In 1614, he inherited numerous estates and noble titles from his mother, including Prince of Chimay, Count of Beaumont, Lord of Comines, Fumay, Avesnes and Seninghem. In 1617, when his father-in-law Charles II of Egmont died, he became semi-sovereign lord of Weert by his wife's inheritance.

In the funerary procession of Archduke Albert of Austria in 1622, he carried the deceased's sword of sovereignty.

He became a Knight in the Order of the Golden Fleece in 1624.

An officer in the Spanish Army of Flanders, he participated in the Eighty Years' War. He raised a German infantry regiment with which he took part in the Palatinate campaign (1620-1621), the unsuccessful Siege of Bergen op Zoom (1622) and the successful siege of Breda (1624–1625).

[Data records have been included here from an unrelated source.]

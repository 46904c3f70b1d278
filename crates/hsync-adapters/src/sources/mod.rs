//! One module per vendor: its fetch plan (API or browser) and its normalizer.

pub mod garmin;
pub mod oura;
pub mod polar;
pub mod rollaone;
pub mod ultrahuman;
pub mod withings;

pub use garmin::{GarminNormalizer, GarminPlan};
pub use oura::{OuraNormalizer, OuraPlan};
pub use polar::{PolarNormalizer, PolarPlan};
pub use rollaone::{RollaOneNormalizer, RollaOnePlan};
pub use ultrahuman::{UltrahumanNormalizer, UltrahumanPlan};
pub use withings::{WithingsNormalizer, WithingsPlan};

use crate::api::PlannedRequest;

/// Same request with `name` set to `value`, for cursor-style pagination.
pub(crate) fn with_cursor(previous: &PlannedRequest, name: &str, value: &str) -> PlannedRequest {
    let mut next = previous.clone();
    next.request.query.retain(|(k, _)| k != name);
    next.request.query.push((name.to_string(), value.to_string()));
    next
}

pub(crate) fn trim_base(base: &str) -> String {
    base.trim_end_matches('/').to_string()
}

Between 1626 and 1628 he fought in Germany in support of Tilly's army.
He was killed in 1629, when the Dutch conquered the city of Wesel in the Duchy of Cleves, after the Invasion of the Veluwe (1629).

===Marriage and children===
In 1613, Alexander married Magdalene of Egmont (1596-1663), daughter of Count Charles II of Egmont and Maria de Lance. They had four children:

- Isabella (1615-1660), married in 1636 Marquis Ludovico Gonzaga (1599-1660), of the House of the Counts of San Martino.
- Anna Catharina (1616-1658), married to Eugène de Hénin, 6th Count of Bossu.
- Albert (1618-1648), 8th Prince of Chimay. In 1635, he married Clara Eugenia of Arenberg (1611-1660), daughter of Philip of Arenberg. The marriage was childless.
- Philippe (1619–1675), 9th Prince of Chimay. In 1642, he married Théodore-Maximilienne de Gavre, daughter of Pierre-Ernest de Gavre, Count of Frésin. Father of Ernest-Dominique of Arenberg, 10th Prince of Chimay.